>>>>>
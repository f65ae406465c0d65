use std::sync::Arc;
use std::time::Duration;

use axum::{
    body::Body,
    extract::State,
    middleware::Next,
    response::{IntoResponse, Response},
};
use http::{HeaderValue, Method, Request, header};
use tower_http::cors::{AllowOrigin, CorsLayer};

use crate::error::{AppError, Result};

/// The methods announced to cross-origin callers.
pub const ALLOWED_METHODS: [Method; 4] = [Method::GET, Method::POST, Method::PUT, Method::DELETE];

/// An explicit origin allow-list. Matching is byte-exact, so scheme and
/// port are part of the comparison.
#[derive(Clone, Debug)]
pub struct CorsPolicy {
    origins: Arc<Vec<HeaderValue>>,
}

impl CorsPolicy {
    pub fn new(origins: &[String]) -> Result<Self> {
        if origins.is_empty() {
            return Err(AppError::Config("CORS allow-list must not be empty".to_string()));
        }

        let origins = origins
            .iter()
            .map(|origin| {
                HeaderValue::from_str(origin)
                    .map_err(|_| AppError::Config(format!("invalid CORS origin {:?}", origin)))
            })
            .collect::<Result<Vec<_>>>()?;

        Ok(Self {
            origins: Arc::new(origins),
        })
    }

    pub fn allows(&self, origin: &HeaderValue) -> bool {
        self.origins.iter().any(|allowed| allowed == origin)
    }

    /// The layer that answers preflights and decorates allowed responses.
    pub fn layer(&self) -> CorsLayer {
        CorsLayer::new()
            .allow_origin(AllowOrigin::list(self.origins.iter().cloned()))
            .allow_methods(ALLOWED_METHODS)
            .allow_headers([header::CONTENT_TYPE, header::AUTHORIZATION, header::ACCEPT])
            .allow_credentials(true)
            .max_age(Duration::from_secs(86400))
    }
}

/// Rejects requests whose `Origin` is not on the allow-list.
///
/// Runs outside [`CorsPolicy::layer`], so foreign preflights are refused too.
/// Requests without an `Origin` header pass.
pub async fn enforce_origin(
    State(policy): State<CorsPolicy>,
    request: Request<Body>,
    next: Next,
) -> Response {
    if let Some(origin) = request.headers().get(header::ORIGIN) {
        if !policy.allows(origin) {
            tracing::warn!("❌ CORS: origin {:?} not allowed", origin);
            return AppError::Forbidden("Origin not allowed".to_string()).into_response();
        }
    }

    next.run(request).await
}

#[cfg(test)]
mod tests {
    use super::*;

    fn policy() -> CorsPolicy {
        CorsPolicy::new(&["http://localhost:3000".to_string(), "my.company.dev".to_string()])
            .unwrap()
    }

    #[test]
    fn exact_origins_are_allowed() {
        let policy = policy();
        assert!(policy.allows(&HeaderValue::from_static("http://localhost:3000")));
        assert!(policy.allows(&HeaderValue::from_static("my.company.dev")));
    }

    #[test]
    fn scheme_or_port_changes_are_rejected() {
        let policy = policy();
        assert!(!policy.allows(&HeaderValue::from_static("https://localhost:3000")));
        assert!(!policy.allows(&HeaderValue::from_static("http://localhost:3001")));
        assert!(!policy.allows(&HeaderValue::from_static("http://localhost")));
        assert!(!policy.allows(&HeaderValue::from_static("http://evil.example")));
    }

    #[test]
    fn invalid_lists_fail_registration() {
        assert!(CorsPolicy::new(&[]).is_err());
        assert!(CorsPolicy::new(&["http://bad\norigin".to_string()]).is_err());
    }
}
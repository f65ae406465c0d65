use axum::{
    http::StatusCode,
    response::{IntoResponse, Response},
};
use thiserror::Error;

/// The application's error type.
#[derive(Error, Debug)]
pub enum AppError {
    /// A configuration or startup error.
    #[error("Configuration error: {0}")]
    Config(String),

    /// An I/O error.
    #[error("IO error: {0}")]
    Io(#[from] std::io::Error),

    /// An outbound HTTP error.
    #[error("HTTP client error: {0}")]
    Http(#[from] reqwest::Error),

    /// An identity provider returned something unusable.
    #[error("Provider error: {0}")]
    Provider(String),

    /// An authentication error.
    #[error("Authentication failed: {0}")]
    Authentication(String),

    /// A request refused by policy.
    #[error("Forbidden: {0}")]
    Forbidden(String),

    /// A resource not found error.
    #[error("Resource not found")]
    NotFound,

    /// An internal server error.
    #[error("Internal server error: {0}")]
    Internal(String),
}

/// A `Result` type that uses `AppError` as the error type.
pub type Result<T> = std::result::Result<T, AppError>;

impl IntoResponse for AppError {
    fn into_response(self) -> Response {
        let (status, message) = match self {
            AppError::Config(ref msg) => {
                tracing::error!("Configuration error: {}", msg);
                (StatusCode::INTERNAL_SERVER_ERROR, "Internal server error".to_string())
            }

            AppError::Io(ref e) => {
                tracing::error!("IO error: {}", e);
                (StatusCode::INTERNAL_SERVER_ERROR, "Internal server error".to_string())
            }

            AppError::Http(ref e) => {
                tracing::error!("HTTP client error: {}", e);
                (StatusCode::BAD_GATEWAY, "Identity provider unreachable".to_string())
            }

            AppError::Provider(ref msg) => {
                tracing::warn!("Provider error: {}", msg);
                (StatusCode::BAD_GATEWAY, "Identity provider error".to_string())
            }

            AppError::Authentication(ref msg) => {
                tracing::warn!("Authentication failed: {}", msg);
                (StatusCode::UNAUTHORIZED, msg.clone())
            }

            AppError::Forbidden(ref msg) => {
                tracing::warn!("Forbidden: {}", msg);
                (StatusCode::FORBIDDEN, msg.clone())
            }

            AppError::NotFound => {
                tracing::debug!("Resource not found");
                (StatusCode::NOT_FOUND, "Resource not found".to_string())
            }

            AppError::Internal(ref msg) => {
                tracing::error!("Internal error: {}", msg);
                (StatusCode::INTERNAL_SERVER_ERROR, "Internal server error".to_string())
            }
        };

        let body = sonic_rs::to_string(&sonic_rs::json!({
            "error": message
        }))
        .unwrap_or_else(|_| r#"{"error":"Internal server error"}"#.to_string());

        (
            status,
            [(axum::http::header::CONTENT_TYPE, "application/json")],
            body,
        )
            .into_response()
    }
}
<<<<<
Exercise objective: When a line in the records above holds "StatusCode", that line is to be reported.

Task answer:
    http::StatusCode,
                (StatusCode::INTERNAL_SERVER_ERROR, "Internal server error".to_string())
                (StatusCode::INTERNAL_SERVER_ERROR, "Internal server error".to_string())
                (StatusCode::BAD_GATEWAY, "Identity provider unreachable".to_string())
                (StatusCode::BAD_GATEWAY, "Identity provider error".to_string())
                (StatusCode::UNAUTHORIZED, msg.clone())
                (StatusCode::FORBIDDEN, msg.clone())
                (StatusCode::NOT_FOUND, "Resource not found".to_string())
                (StatusCode::INTERNAL_SERVER_ERROR, "Internal server error".to_string())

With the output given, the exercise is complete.